What are your initial expectations of what you will be doing in this SL project and/or how it will be relevant to your experience in this course?
Participant responses varied: in a few cases -specifically, Students B, J, and K- participants were indifferent or commented on the time commitment involved, such as J, who indicated that it does "take up a lot of time." The majority of the participants, however, expressed positive sentiments towards SL, citing that it would be beneficial to their own learning processes, as illustrated by Students A and C, who commented, respectively, that SL would be a "great way to track learning progress of students" and "interesting way to improve language skills." Only one student, however, responded to this question with any reference to potential community benefits as a factor influencing their attitudes towards SL: "I think it's a pretty cool idea, it makes my work and time feel valued and put towards something great" (Student T).
For the second question, responses once again varied when reflecting on their own expectations of their upcoming SL project and its connection with the linguistics course in which they were enrolled.
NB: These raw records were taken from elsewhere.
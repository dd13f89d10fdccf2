// Licensed to the Apache Software Foundation (ASF) under one
// or more contributor license agreements.  See the NOTICE file
// distributed with this work for additional information
// regarding copyright ownership.  The ASF licenses this file
// to you under the Apache License, Version 2.0 (the
// "License"); you may not use this file except in compliance
// with the License.  You may obtain a copy of the License at
//
//   http://www.apache.org/licenses/LICENSE-2.0
//
// Unless required by applicable law or agreed to in writing,
// software distributed under the License is distributed on an
// "AS IS" BASIS, WITHOUT WARRANTIES OR CONDITIONS OF ANY
// KIND, either express or implied.  See the License for the
// specific language governing permissions and limitations
// under the License.

use crate::provide_credential::{ConfigFileCredentialProvider, EnvCredentialProvider};
use crate::Credential;
use async_trait::async_trait;
use azuqua_core::{Context, ProvideCredential, ProvideCredentialChain, Result};

/// DefaultCredentialProvider is a loader that will try to load credential via default chains.
///
/// Resolution order:
///
/// 1. Environment variables
/// 2. Account config file pointed to by `AZUQUA_CONFIG_FILE`
#[derive(Debug)]
pub struct DefaultCredentialProvider {
    chain: ProvideCredentialChain<Credential>,
}

impl Default for DefaultCredentialProvider {
    fn default() -> Self {
        Self::new()
    }
}

impl DefaultCredentialProvider {
    /// Create a new DefaultCredentialProvider
    pub fn new() -> Self {
        let chain = ProvideCredentialChain::new()
            .push(EnvCredentialProvider::new())
            .push(ConfigFileCredentialProvider::new());

        Self { chain }
    }

    /// Create with a custom credential chain.
    pub fn with_chain(chain: ProvideCredentialChain<Credential>) -> Self {
        Self { chain }
    }

    /// Add a credential provider to the front of the default chain.
    ///
    /// # Example
    ///
    /// ```no_run
    /// use azuqua_flo::{DefaultCredentialProvider, StaticCredentialProvider};
    ///
    /// let provider = DefaultCredentialProvider::new()
    ///     .push_front(StaticCredentialProvider::new("access_key", "access_secret"));
    /// ```
    pub fn push_front(
        mut self,
        provider: impl ProvideCredential<Credential = Credential> + 'static,
    ) -> Self {
        self.chain = self.chain.push_front(provider);
        self
    }
}

#[async_trait]
impl ProvideCredential for DefaultCredentialProvider {
    type Credential = Credential;

    async fn provide_credential(&self, ctx: &Context) -> Result<Option<Self::Credential>> {
        self.chain.provide_credential(ctx).await
    }
}
// Licensed to the Apache Software Foundation (ASF) under one
// or more contributor license agreements.  See the NOTICE file
// distributed with this work for additional information
// regarding copyright ownership.  The ASF licenses this file
// to you under the Apache License, Version 2.0 (the
// "License"); you may not use this file except in compliance
// with the License.  You may obtain a copy of the License at
//
//   http://www.apache.org/licenses/LICENSE-2.0
//
// Unless required by applicable law or agreed to in writing,
// software distributed under the License is distributed on an
// "AS IS" BASIS, WITHOUT WARRANTIES OR CONDITIONS OF ANY
// KIND, either express or implied.  See the License for the
// specific language governing permissions and limitations
// under the License.

use bytes::{BufMut, Bytes, BytesMut};
use rand::distributions::Alphanumeric;
use rand::{thread_rng, Rng};

use crate::constants::MULTIPART_FORM_DATA;

/// A `multipart/form-data` body made of text fields and file parts.
///
/// The body is encoded exactly once. The same bytes are hashed for the
/// signature and sent on the wire.
#[derive(Debug, Clone)]
pub struct Multipart {
    boundary: String,
    parts: Vec<Part>,
}

#[derive(Debug, Clone)]
struct Part {
    name: String,
    filename: Option<String>,
    content_type: Option<String>,
    data: Bytes,
}

impl Default for Multipart {
    fn default() -> Self {
        Self::new()
    }
}

impl Multipart {
    /// Create an empty form with a random boundary.
    pub fn new() -> Self {
        let suffix: String = thread_rng()
            .sample_iter(&Alphanumeric)
            .take(24)
            .map(char::from)
            .collect();

        Self::with_boundary(format!("----azuqua{suffix}"))
    }

    /// Create an empty form with a fixed boundary.
    pub fn with_boundary(boundary: impl Into<String>) -> Self {
        Self {
            boundary: boundary.into(),
            parts: Vec::new(),
        }
    }

    /// Append a text field.
    pub fn text(mut self, name: impl Into<String>, value: impl Into<String>) -> Self {
        self.parts.push(Part {
            name: name.into(),
            filename: None,
            content_type: None,
            data: Bytes::from(value.into()),
        });
        self
    }

    /// Append a file part.
    pub fn file(
        mut self,
        name: impl Into<String>,
        filename: impl Into<String>,
        content_type: impl Into<String>,
        data: impl Into<Bytes>,
    ) -> Self {
        self.parts.push(Part {
            name: name.into(),
            filename: Some(filename.into()),
            content_type: Some(content_type.into()),
            data: data.into(),
        });
        self
    }

    /// The boundary separating the parts.
    pub fn boundary(&self) -> &str {
        &self.boundary
    }

    /// Check if the form has no parts.
    pub fn is_empty(&self) -> bool {
        self.parts.is_empty()
    }

    /// Value of the `Content-Type` header for this form.
    pub fn content_type(&self) -> String {
        format!("{MULTIPART_FORM_DATA}; boundary={}", self.boundary)
    }

    /// Encode the whole form.
    pub fn encode(&self) -> Bytes {
        let mut buf = BytesMut::new();

        for part in &self.parts {
            buf.put_slice(b"--");
            buf.put_slice(self.boundary.as_bytes());
            buf.put_slice(b"\r\n");

            buf.put_slice(b"Content-Disposition: form-data; name=\"");
            buf.put_slice(escape_quoted(&part.name).as_bytes());
            buf.put_slice(b"\"");
            if let Some(filename) = &part.filename {
                buf.put_slice(b"; filename=\"");
                buf.put_slice(escape_quoted(filename).as_bytes());
                buf.put_slice(b"\"");
            }
            buf.put_slice(b"\r\n");
            if let Some(content_type) = &part.content_type {
                buf.put_slice(b"Content-Type: ");
                buf.put_slice(content_type.as_bytes());
                buf.put_slice(b"\r\n");
            }
            buf.put_slice(b"\r\n");
            buf.put_slice(&part.data);
            buf.put_slice(b"\r\n");
        }

        buf.put_slice(b"--");
        buf.put_slice(self.boundary.as_bytes());
        buf.put_slice(b"--\r\n");

        buf.freeze()
    }
}

// Quotes and line breaks would end the header value early.
fn escape_quoted(s: &str) -> String {
    s.replace('"', "%22")
        .replace('\r', "%0D")
        .replace('\n', "%0A")
}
Few participants made direct connections between SL and course content. Student A, for instance, offered a detailed response regarding their expectations working with an elementary school child:
I believe I will learn more about the Spanish language amongst youth from native Spanish-speaking families. I will be able to apply what I have learned in my linguistics courses to understanding the process of speaking a second language, and how bilingualism creates both academic progress as well as challenges amongst youth students.
Here, Student A reflects on the possibility of learning more about the Spanish language, instead of expressing an expectation of improving their proficiency. They also connect the experience of working with a bilingual student with the content of the course; specifically, L2 learning and bilingualism. Several other participants, like Student C, made more general comments about language-related expectations, often expressing an expectation of developing their own language skills throughout the SL process: "It is good practice for learning Spanish, and speaking to and with native speakers." Only three participants -K, N, and P- explicitly stated that they did not perceive any foreseeable connection between SL and course content. For instance, Student N responded that:
I expect to enjoy it; however, I don't know if it will relate to this class. I have been assigned to the kindergarten level, and they are still learning about the language, so it may be more difficult for me to find connections to the course.
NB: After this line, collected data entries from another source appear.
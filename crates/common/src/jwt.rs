//! JWT primitives shared by the authorizer crates.
//!
//! This module covers the parts of token handling that happen *around* the
//! cryptographic check:
//! - Size limits applied before any decoding
//! - Header parsing (`alg` and `kid`) without signature verification
//! - Time-claim checks (`exp`, `nbf`, `iat`) against an explicit `now`
//!
//! Signature verification itself lives in the authorizer's verifier, which
//! resolves the key named by the header through its key cache.
//!
//! # Security
//!
//! - Tokens are size-checked BEFORE parsing
//! - Header values are only used to select a key and an algorithm; the token
//!   MUST still be verified against the resolved key
//! - Error messages are intentionally generic; details go to debug logs
//!
//! # Usage
//!
//! ```rust,ignore
//! use common::jwt::{parse_header, validate_exp_at, validate_iat_at, DEFAULT_CLOCK_SKEW};
//!
//! let header = parse_header(token)?;
//! let key = key_cache.resolve(&header.kid).await?;
//! // ... verify signature ...
//! validate_exp_at(claims.exp, now)?;
//! validate_iat_at(claims.iat, DEFAULT_CLOCK_SKEW, now)?;
//! ```

use base64::{engine::general_purpose::URL_SAFE_NO_PAD, Engine};
use serde_json::{Map, Value};
use std::time::Duration;
use thiserror::Error;

// =============================================================================
// Constants
// =============================================================================

/// Maximum allowed JWT size in bytes (8KB).
///
/// Identity-provider access tokens are typically 800-1500 bytes. Anything
/// larger than this is rejected before base64 decoding or signature checks.
pub const MAX_JWT_SIZE_BYTES: usize = 8192;

/// Default clock skew tolerance applied to `nbf` and `iat` (5 minutes).
pub const DEFAULT_CLOCK_SKEW: Duration = Duration::from_secs(300);

/// Maximum configurable clock skew tolerance (10 minutes).
pub const MAX_CLOCK_SKEW: Duration = Duration::from_secs(600);

// =============================================================================
// Error Types
// =============================================================================

/// Errors produced by header parsing and time-claim checks.
///
/// Display strings are generic on purpose; use the variant for diagnostics.
#[derive(Error, Debug, Clone, PartialEq, Eq)]
pub enum JwtValidationError {
    /// Token size exceeds [`MAX_JWT_SIZE_BYTES`].
    #[error("The access token is invalid or expired")]
    TokenTooLarge,

    /// Token is not a three-part JWT with a decodable JSON header.
    #[error("The access token is invalid or expired")]
    MalformedToken,

    /// Header has no usable `kid`.
    #[error("The access token is invalid or expired")]
    MissingKid,

    /// Header has no usable `alg`.
    #[error("The access token is invalid or expired")]
    MissingAlgorithm,

    /// `exp` is at or before the current time.
    #[error("The access token is invalid or expired")]
    Expired,

    /// `nbf` is later than now plus the clock skew.
    #[error("The access token is invalid or expired")]
    NotYetValid,

    /// `iat` is later than now plus the clock skew.
    #[error("The access token is invalid or expired")]
    IatTooFarInFuture,
}

// =============================================================================
// Header
// =============================================================================

/// The two header fields the verifier needs before it can check a signature.
#[derive(Debug, Clone, PartialEq, Eq)]
pub struct TokenHeader {
    /// Declared signing algorithm, exactly as it appears in the token.
    pub alg: String,

    /// Key identifier used to select a key from the provider's key set.
    pub kid: String,
}

/// Parse the `alg` and `kid` from a JWT header without verifying the signature.
///
/// # Security
///
/// - Token size is checked BEFORE any parsing
/// - The signature is NOT checked here
/// - Empty `kid`/`alg` values are rejected
///
/// # Errors
///
/// - `TokenTooLarge` - token exceeds [`MAX_JWT_SIZE_BYTES`]
/// - `MalformedToken` - wrong segment count, bad base64url, or header is not a JSON object
/// - `MissingKid` - `kid` absent, empty, or not a string
/// - `MissingAlgorithm` - `alg` absent, empty, or not a string
pub fn parse_header(token: &str) -> Result<TokenHeader, JwtValidationError> {
    if token.len() > MAX_JWT_SIZE_BYTES {
        tracing::debug!(
            target: "common.jwt",
            token_size = token.len(),
            max_size = MAX_JWT_SIZE_BYTES,
            "Token rejected: size exceeds maximum allowed"
        );
        return Err(JwtValidationError::TokenTooLarge);
    }

    // JWT format: header.payload.signature
    let parts: Vec<&str> = token.split('.').collect();
    if parts.len() != 3 || parts.iter().any(|part| part.is_empty()) {
        tracing::debug!(
            target: "common.jwt",
            parts = parts.len(),
            "Token rejected: invalid JWT format"
        );
        return Err(JwtValidationError::MalformedToken);
    }

    let header_part = parts.first().ok_or(JwtValidationError::MalformedToken)?;
    let header_bytes = URL_SAFE_NO_PAD.decode(header_part).map_err(|e| {
        tracing::debug!(target: "common.jwt", error = %e, "Failed to decode JWT header base64");
        JwtValidationError::MalformedToken
    })?;

    // Only a JSON object is a header; arrays and scalars are malformed
    let mut header: Map<String, Value> = serde_json::from_slice(&header_bytes).map_err(|e| {
        tracing::debug!(target: "common.jwt", error = %e, "Failed to parse JWT header JSON");
        JwtValidationError::MalformedToken
    })?;

    let kid = non_empty_string(header.remove("kid")).ok_or(JwtValidationError::MissingKid)?;
    let alg = non_empty_string(header.remove("alg")).ok_or(JwtValidationError::MissingAlgorithm)?;

    Ok(TokenHeader { alg, kid })
}

fn non_empty_string(value: Option<Value>) -> Option<String> {
    match value {
        Some(Value::String(s)) if !s.is_empty() => Some(s),
        _ => None,
    }
}

// =============================================================================
// Time claims
// =============================================================================

/// Reject tokens whose `exp` is at or before `now`.
///
/// No leeway is applied: an access token is dead the second it expires.
///
/// # Errors
///
/// Returns `JwtValidationError::Expired` if `exp <= now`.
pub fn validate_exp_at(exp: i64, now: i64) -> Result<(), JwtValidationError> {
    if exp <= now {
        tracing::debug!(
            target: "common.jwt",
            exp = exp,
            now = now,
            "Token rejected: expired"
        );
        return Err(JwtValidationError::Expired);
    }
    Ok(())
}

/// Reject tokens whose `nbf` is later than `now + clock_skew`.
///
/// # Errors
///
/// Returns `JwtValidationError::NotYetValid` if the token is not yet usable.
pub fn validate_nbf_at(nbf: i64, clock_skew: Duration, now: i64) -> Result<(), JwtValidationError> {
    if nbf > now.saturating_add(skew_secs(clock_skew)) {
        tracing::debug!(
            target: "common.jwt",
            nbf = nbf,
            now = now,
            "Token rejected: not yet valid"
        );
        return Err(JwtValidationError::NotYetValid);
    }
    Ok(())
}

/// Reject tokens whose `iat` is later than `now + clock_skew`.
///
/// A future `iat` beyond the tolerated skew points at token pre-generation or
/// a badly drifting issuer clock.
///
/// # Errors
///
/// Returns `JwtValidationError::IatTooFarInFuture` if the check fails.
pub fn validate_iat_at(iat: i64, clock_skew: Duration, now: i64) -> Result<(), JwtValidationError> {
    let max_iat = now.saturating_add(skew_secs(clock_skew));

    if iat > max_iat {
        tracing::debug!(
            target: "common.jwt",
            iat = iat,
            now = now,
            max_allowed = max_iat,
            "Token rejected: iat too far in the future"
        );
        return Err(JwtValidationError::IatTooFarInFuture);
    }

    Ok(())
}

fn skew_secs(clock_skew: Duration) -> i64 {
    i64::try_from(clock_skew.as_secs()).unwrap_or(i64::MAX)
}

// =============================================================================
// Tests
// =============================================================================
For Student N, the young age and stage of linguistic development of their assigned student are indicators that they will not be able to relate their SL experiences to the course content, suggesting a perception that the course content is only applicable to more advanced native Spanish speakers. As shown in these examples, participants' expectations of SL are viewed from the outset from a competency-based perspective.
Likert-scale Questionnaires
This questionnaire consisted of statements relating to participants' motivation to study Spanish, their confidence in their own linguistic abilities, their attitudes towards studying Spanish, their efforts towards learning Spanish, and their attitudes towards SL in a language course. Because a Likert-scale of 1-5 was used for this questionnaire (1 = totally disagree; 5 = totally agree), this section focuses on participants' numerical average for each statement and how these averages changed across the semester.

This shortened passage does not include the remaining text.